We would love for you to contribute to Moss and help make it even better than it is today! Whether you're fixing bugs, proposing new features, or enhancing documentation, your contributions are greatly appreciated.

Table of Contents

Getting Started

Forking the Repository

  1. Navigate to the Moss repository on GitHub.
  2. Click the "Fork" button at the top right of the page.

Cloning the Repository

  1. Open your terminal.
  2. Clone your forked repository:
    git clone https://github.com/your-username/moss.git

Setting Up Your Environment

  1. Navigate to the project directory: cd moss
  2. Install the necessary dependencies: cargo install

Code of conduct

Help us keep Moss open and inclusive.
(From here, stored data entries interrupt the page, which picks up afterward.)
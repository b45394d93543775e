//! Advisory lifecycle and integrity ledger for agricultural extension
//! programs.
//!
//! The crate tracks three things for an extension deployment:
//!
//! - an append-only, hash-linked audit [`ledger`] of eligibility and
//!   compliance events;
//! - per-farmer [`advisory`] histories with a one-shot
//!   pending → followed/ignored outcome;
//! - officer-facing [`analytics`] computed fresh from store snapshots.
//!
//! The [`gateway`] module is the single ingestion seam: the embedding API
//! layer calls it with classified requests, and it validates, dispatches
//! to the right store, and fails closed once the ledger stops verifying.
//! [`storage`] hides persistence behind small backing traits so every
//! component also runs against in-memory backings in tests.

pub mod advisory;
pub mod analytics;
pub mod cli;
pub mod config;
pub mod gateway;
pub mod ledger;
pub mod model;
pub mod storage;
Please read and follow our Code of Conduct.

How to Contribute

Reporting Bugs

  1. Ensure the bug has not already been reported by searching the issues.
  2. Open a new issue with the title "Bug: [Descriptive Title]" and provide a detailed description.

Proposing Features

  1. Search for existing feature requests to avoid duplicates.
  2. Open a new issue with the title "Feature Request: [Descriptive Title]" and describe the proposed feature.

Writing Code

  1. Create a new branch for your work: git checkout -b feature/my-new-feature
  2. Make your changes and commit them following the commit message guidelines.

Commit Message Guidelines

We use semantic-release to automate the versioning and release process. Your commit messages should follow the Conventional Commits specification.

Semantic Release Format

feat: A new feature fix: A bug fix docs: Documentation only changes style: Changes that do not affect the meaning of the code (white-space, formatting, missing semi-colons, etc) refactor: A code change that neither fixes a bug nor adds a feature perf: A code change that improves performance test: Adding missing or correcting existing tests build: Changes that affect the build system or external dependencies (example scopes: gulp, broccoli, npm) ci: Changes to our CI configuration files and scripts (example scopes: Travis, Circle, BrowserStack, SauceLabs) chore: Other changes that don't modify src or test files revert: Reverts a previous commit

Example Commit Messages

  • feat: add user authentication module
  • fix: resolve issue with data fetching in dashboard
  • docs: update contributing guidelines
  • style: format code according to eslint rules
  • refactor: simplify data processing logic
  • perf: improve query performance
  • test: add tests for user service
  • build: update npm dependencies
  • ci: configure Travis CI for automated testing
  • chore: clean up old configuration files
  • revert: revert "feat: add user authentication module"

Code Review Process

  1. Submit a pull request to the main branch.
  2. Ensure that all checks pass.
  3. A maintainer will review your pull request. Feedback will be provided for any necessary changes.
  4. Once approved, your pull request will be merged.